MATERIAL PROVIDED Start Marker
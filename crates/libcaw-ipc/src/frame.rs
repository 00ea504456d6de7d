//! Wire frames and delimiter framing
//!
//! A frame is a JSON object followed by [`FRAME_DELIMITER`]. The stream has
//! no other structure, so the receiver buffers bytes until it sees a
//! delimiter.

use serde::{Deserialize, Serialize};
use serde_json::Value;

use crate::error::IpcError;
use crate::{FRAME_DELIMITER, MAX_FRAME_BYTES};

#[derive(Debug, Clone, Copy, PartialEq, Eq, Serialize, Deserialize)]
#[serde(rename_all = "lowercase")]
pub enum Flow {
    Req,
    Res,
    Err,
}

/// Frame exchanged with the local service
#[derive(Debug, Clone, PartialEq, Serialize, Deserialize)]
pub struct Frame {
    pub flow: Flow,
    #[serde(default)]
    pub domain: String,
    pub action: String,
    #[serde(default)]
    pub data: Value,
    /// Per-request unique ID
    #[serde(default, skip_serializing_if = "Option::is_none")]
    pub aid: Option<String>,
    /// Session the frame belongs to
    #[serde(default)]
    pub caw: String,
    /// Error body; older local service versions send it here instead of `data`
    #[serde(default, skip_serializing_if = "Option::is_none")]
    pub err: Option<Value>,
}

impl Frame {
    pub fn request(domain: &str, action: &str, data: Value, aid: Option<String>, caw: &str) -> Self {
        Self {
            flow: Flow::Req,
            domain: domain.to_string(),
            action: action.to_string(),
            data,
            aid,
            caw: caw.to_string(),
            err: None,
        }
    }

    /// Response to this frame, keeping its correlation fields
    pub fn reply(&self, data: Value) -> Self {
        Self {
            flow: Flow::Res,
            data,
            err: None,
            ..self.clone()
        }
    }

    /// Error response to this frame, keeping its correlation fields
    pub fn reply_err(&self, data: Value) -> Self {
        Self {
            flow: Flow::Err,
            data,
            err: None,
            ..self.clone()
        }
    }

    /// Response or event payload.
    ///
    /// Some actions answer with JSON text instead of a JSON value; such
    /// strings are decoded. Error frames prefer the `err` field.
    pub fn payload(&self) -> Value {
        let raw = match (&self.flow, &self.err) {
            (Flow::Err, Some(err)) => err,
            _ => &self.data,
        };
        match raw {
            Value::String(s) if s.starts_with('{') || s.starts_with('[') => {
                serde_json::from_str(s).unwrap_or_else(|_| raw.clone())
            }
            _ => raw.clone(),
        }
    }

    /// Serialize and append the delimiter
    pub fn encode(&self) -> Result<Vec<u8>, IpcError> {
        let mut bytes = serde_json::to_vec(self)?;
        bytes.push(FRAME_DELIMITER);
        Ok(bytes)
    }
}

/// Accumulates received bytes and splits out complete frames
#[derive(Debug, Default)]
pub struct FrameBuffer {
    buf: Vec<u8>,
}

impl FrameBuffer {
    pub fn new() -> Self {
        Self::default()
    }

    pub fn push(&mut self, bytes: &[u8]) {
        self.buf.extend_from_slice(bytes);
    }

    /// Bytes of an incomplete trailing frame
    pub fn pending_len(&self) -> usize {
        self.buf.len()
    }

    /// Take the next complete frame, if any.
    ///
    /// A frame that fails to decode is consumed and returned as an error so
    /// the caller can log it and keep reading.
    pub fn next_frame(&mut self) -> Option<Result<Frame, IpcError>> {
        loop {
            let Some(end) = self.buf.iter().position(|&b| b == FRAME_DELIMITER) else {
                if self.buf.len() > MAX_FRAME_BYTES {
                    let len = self.buf.len();
                    self.buf.clear();
                    return Some(Err(IpcError::Protocol(format!(
                        "Discarded {} bytes without a frame delimiter",
                        len
                    ))));
                }
                return None;
            };

            let raw: Vec<u8> = self.buf.drain(..=end).collect();
            let body = &raw[..raw.len() - 1];
            if body.iter().all(u8::is_ascii_whitespace) {
                continue;
            }
            return Some(
                serde_json::from_slice::<Frame>(body)
                    .map_err(|e| IpcError::Protocol(format!("Malformed frame: {}", e))),
            );
        }
    }

    /// Take every complete frame currently buffered
    pub fn drain(&mut self) -> Vec<Result<Frame, IpcError>> {
        std::iter::from_fn(|| self.next_frame()).collect()
    }
}

#[cfg(test)]
mod tests {
    use super::*;
    use serde_json::json;

    fn request() -> Frame {
        Frame::request("code", "repo:active-path", json!({ "fpath": "/a.rs" }), Some("aid1".to_string()), "s1")
    }

    #[test]
    fn test_wire_format() {
        let value = serde_json::to_value(request()).unwrap();
        assert_eq!(
            value,
            json!({
                "flow": "req",
                "domain": "code",
                "action": "repo:active-path",
                "data": { "fpath": "/a.rs" },
                "aid": "aid1",
                "caw": "s1"
            })
        );
    }

    #[test]
    fn test_split_across_reads() {
        let bytes = request().encode().unwrap();
        let (head, tail) = bytes.split_at(10);

        let mut buffer = FrameBuffer::new();
        buffer.push(head);
        assert!(buffer.next_frame().is_none());
        assert_eq!(buffer.pending_len(), 10);

        buffer.push(tail);
        let frame = buffer.next_frame().unwrap().unwrap();
        assert_eq!(frame, request());
        assert_eq!(buffer.pending_len(), 0);
    }

    #[test]
    fn test_several_frames_in_one_read() {
        let mut bytes = request().encode().unwrap();
        bytes.extend(request().reply(json!(1)).encode().unwrap());
        bytes.extend_from_slice(b"{\"flow\":\"res\"");

        let mut buffer = FrameBuffer::new();
        buffer.push(&bytes);
        let frames = buffer.drain();
        assert_eq!(frames.len(), 2);
        assert_eq!(frames[1].as_ref().unwrap().flow, Flow::Res);
        assert!(buffer.pending_len() > 0);
    }

    #[test]
    fn test_malformed_frame_does_not_block_the_next() {
        let mut bytes = b"{not json\x0c".to_vec();
        bytes.extend(request().encode().unwrap());

        let mut buffer = FrameBuffer::new();
        buffer.push(&bytes);
        let frames = buffer.drain();
        assert_eq!(frames.len(), 2);
        assert!(matches!(frames[0], Err(IpcError::Protocol(_))));
        assert!(frames[1].is_ok());
    }

    #[test]
    fn test_blank_segments_are_skipped() {
        let mut buffer = FrameBuffer::new();
        buffer.push(b"\x0c \x0c");
        assert!(buffer.next_frame().is_none());
    }

    #[test]
    fn test_payload_decodes_json_text() {
        let frame = request().reply(json!("{\"tmpDir\":\"/tmp/caw\"}"));
        assert_eq!(frame.payload(), json!({ "tmpDir": "/tmp/caw" }));

        let frame = request().reply(json!("plain"));
        assert_eq!(frame.payload(), json!("plain"));
    }

    #[test]
    fn test_error_payload_prefers_err_field() {
        let mut frame = request().reply_err(Value::Null);
        frame.err = Some(json!({ "message": "no repo" }));
        assert_eq!(frame.payload(), json!({ "message": "no repo" }));
    }
}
MATERIAL PROVIDED End Marker
- _WHAT YOU SHOULD DO_
Of the entries above, tally the lines with "head" in them. Only the total should be given.

- _EXERCISE OUTPUT_
2